Spotting a Geek Squad Scam Email

Check the email address

 The first place to check is, of course, the email.  Make sure that the domain is correct.  The domain is the part of the email that comes after the '@' symbol.  For example, the domain for [email protected] would be copio.org.  The domain should match the website it claims to represent, in this case, bestbuy.com.  

Check the subject

 The next place to check is the subject of the email.  Does it contain strange characters, random spaces, or substitutions?  An example of this might be "C0NFIRMATI0N".  In this case, the scammers have replaced the letter 'o' with a zero.  This helps them avoid detection by spam filters.  Another hint can be all caps being used, strange fonts, or typos.  

Check the content

 In a perfect world, you would never have to check the content of a malicious email, you should be able to detect it from the subject and address alone.  If you do open a malicious email though, check for urgency.  Did you suddenly get your account locked and have a day to confirm your bank details?  Did you win a prize and have mere hours to log in and collect? Scammers use tactics like these to make you rush, leaving your better judgment by the wayside. You should also check to make sure it looks right. Does the formatting look right?  Is the grammar correct?  Scammers often make mistakes, but attention to detail will keep you safe.

It's a phish!

 If you have found a phishing email, you should forward it to [email protected] and mark it as spam.  We will take care of everything for you.  

Technical support scams

 The Geek Squad impersonation scam is just one example of a technical support scam.  The hooks are interchangeable, whether it be an email, malicious advert, or typo-squatted domain, they all follow a similar route feeding victims into logging into their online banking and robbing them.

Who would fall for it?

Millennials (aged 24-37) and Gen Zers (aged 18-23) have the highest exposure to attacks, with one in ten falling victim to a scam and losing money. (seedspark.com)

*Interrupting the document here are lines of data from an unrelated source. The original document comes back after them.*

//! Built-in prefab library.
//!
//! Prefabs are named rectangular stamps of alive/dead cells used to seed a
//! sub-region of a grid. They are process-wide static constants, stored as
//! ASCII rows (`X` alive, `.` dead) and never mutated.

use serde::{Deserialize, Serialize};

/// Identifier of a built-in prefab.
#[derive(Debug, Clone, Copy, Default, PartialEq, Eq, Hash, Serialize, Deserialize)]
#[serde(rename_all = "kebab-case")]
pub enum PatternKey {
    /// Single alive cell, the default stamp.
    #[default]
    Point,
    Beehive,
    BeehiveWithTail,
    MirroredTable,
    Blinker,
    Tumbler,
    QueenBeeShuttle,
    Glider,
    Lwss,
    RPentomino,
    GosperGliderGun,
}

/// Menu grouping for prefabs.
///
/// Categories are presentation metadata for menu population; the engine
/// treats the library as a flat key-to-matrix mapping.
#[derive(Debug, Clone, Copy, PartialEq, Eq, Hash, Serialize, Deserialize)]
pub enum PatternCategory {
    Stables,
    Oscillators,
    Spaceships,
    Methuselahs,
    Guns,
}

/// An immutable rectangular stamp.
#[derive(Debug, Clone, Copy)]
pub struct Pattern {
    /// Serialized name, e.g. "queen-bee-shuttle".
    pub name: &'static str,
    /// Rows of the stamp, `X` alive and `.` dead. All rows have equal length.
    pub rows: &'static [&'static str],
}

impl Pattern {
    /// Stamp height in cells.
    #[inline]
    pub fn height(&self) -> usize {
        self.rows.len()
    }

    /// Stamp width in cells.
    #[inline]
    pub fn width(&self) -> usize {
        self.rows.first().map_or(0, |row| row.len())
    }

    /// Whether the stamp cell at (row, col) is alive.
    #[inline]
    pub fn is_alive(&self, row: usize, col: usize) -> bool {
        self.rows[row].as_bytes()[col] == b'X'
    }
}

static POINT: Pattern = Pattern {
    name: "point",
    rows: &["X"],
};

static BEEHIVE: Pattern = Pattern {
    name: "beehive",
    rows: &[
        ".XX.", //
        "X..X", //
        ".XX.",
    ],
};

static BEEHIVE_WITH_TAIL: Pattern = Pattern {
    name: "beehive-with-tail",
    rows: &[
        ".XX..", //
        "X..X.", //
        ".XX.X", //
        "....X", //
        "...XX",
    ],
};

static MIRRORED_TABLE: Pattern = Pattern {
    name: "mirrored-table",
    rows: &[
        "X..X", //
        "XXXX", //
        "....", //
        "XXXX", //
        "X..X",
    ],
};

static BLINKER: Pattern = Pattern {
    name: "blinker",
    rows: &["XXX"],
};

static TUMBLER: Pattern = Pattern {
    name: "tumbler",
    rows: &[
        ".XX.XX.", //
        ".XX.XX.", //
        "..X.X..", //
        "X.X.X.X", //
        "X.X.X.X", //
        "XX...XX",
    ],
};

static QUEEN_BEE_SHUTTLE: Pattern = Pattern {
    name: "queen-bee-shuttle",
    rows: &[
        ".........X............",
        ".......X.X............",
        "......X.X.............",
        "XX...X..X...........XX",
        "XX....X.X...........XX",
        ".......X.X............",
        ".........X............",
    ],
};

static GLIDER: Pattern = Pattern {
    name: "glider",
    rows: &[
        ".X.", //
        "..X", //
        "XXX",
    ],
};

static LWSS: Pattern = Pattern {
    name: "lwss",
    rows: &[
        "X..X.", //
        "....X", //
        "X...X", //
        ".XXXX",
    ],
};

static R_PENTOMINO: Pattern = Pattern {
    name: "r-pentomino",
    rows: &[
        ".XX", //
        "XX.", //
        ".X.",
    ],
};

static GOSPER_GLIDER_GUN: Pattern = Pattern {
    name: "gosper-glider-gun",
    rows: &[
        "........................X...........",
        "......................X.X...........",
        "............XX......XX............XX",
        "...........X...X....XX............XX",
        "XX........X.....X...XX..............",
        "XX........X...X.XX....X.X...........",
        "..........X.....X...................",
        "...........X...X....................",
        "............XX......................",
    ],
};

/// Ordered menu listing: every categorized prefab, grouped by category.
///
/// `Point` is the always-available default stamp and deliberately absent.
static GROUPS: &[(PatternCategory, &[PatternKey])] = &[
    (
        PatternCategory::Stables,
        &[
            PatternKey::Beehive,
            PatternKey::BeehiveWithTail,
            PatternKey::MirroredTable,
        ],
    ),
    (
        PatternCategory::Oscillators,
        &[
            PatternKey::Blinker,
            PatternKey::Tumbler,
            PatternKey::QueenBeeShuttle,
        ],
    ),
    (
        PatternCategory::Spaceships,
        &[PatternKey::Glider, PatternKey::Lwss],
    ),
    (PatternCategory::Methuselahs, &[PatternKey::RPentomino]),
    (PatternCategory::Guns, &[PatternKey::GosperGliderGun]),
];

/// Ordered sequence of available pattern identifiers, grouped by category.
pub fn pattern_keys() -> &'static [(PatternCategory, &'static [PatternKey])] {
    GROUPS
}

impl PatternKey {
    /// Every built-in key, menu order, `Point` first.
    pub const ALL: [PatternKey; 11] = [
        PatternKey::Point,
        PatternKey::Beehive,
        PatternKey::BeehiveWithTail,
        PatternKey::MirroredTable,
        PatternKey::Blinker,
        PatternKey::Tumbler,
        PatternKey::QueenBeeShuttle,
        PatternKey::Glider,
        PatternKey::Lwss,
        PatternKey::RPentomino,
        PatternKey::GosperGliderGun,
    ];

    /// The stamp this key identifies.
    pub fn pattern(&self) -> &'static Pattern {
        match self {
            PatternKey::Point => &POINT,
            PatternKey::Beehive => &BEEHIVE,
            PatternKey::BeehiveWithTail => &BEEHIVE_WITH_TAIL,
            PatternKey::MirroredTable => &MIRRORED_TABLE,
            PatternKey::Blinker => &BLINKER,
            PatternKey::Tumbler => &TUMBLER,
            PatternKey::QueenBeeShuttle => &QUEEN_BEE_SHUTTLE,
            PatternKey::Glider => &GLIDER,
            PatternKey::Lwss => &LWSS,
            PatternKey::RPentomino => &R_PENTOMINO,
            PatternKey::GosperGliderGun => &GOSPER_GLIDER_GUN,
        }
    }

    /// Serialized name of this key.
    pub fn name(&self) -> &'static str {
        self.pattern().name
    }

    /// Resolve a serialized name back to its key.
    pub fn from_name(name: &str) -> Option<Self> {
        Self::ALL.into_iter().find(|key| key.name() == name)
    }

    /// Menu category, `None` for the default `Point` stamp.
    pub fn category(&self) -> Option<PatternCategory> {
        GROUPS
            .iter()
            .find(|(_, keys)| keys.contains(self))
            .map(|(category, _)| *category)
    }
}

 The scale of tech support scams is huge, far larger than many people imagine, and even still, they are just a drop in the bucket compared to the total number of scams out there.  Copio hopes to educate people about scams like these saving you time and your hard-earned money while punishing the scammers!

I am a victim of a Geek Squad Impersonator

 If you have been conned by someone pretending to be Geek Squad, it is important to file a police report, an ic3 report, and to give the police report to your bank and ask them to stop any transfers.  You may also need to change your documents to prevent them from being abused by scammers to take out loans in your name or open bank accounts which they may use to launder the proceeds from other victims.  If you would someone to guide you through this difficult time, completely free of charge, I recommend going to scamhelp.info.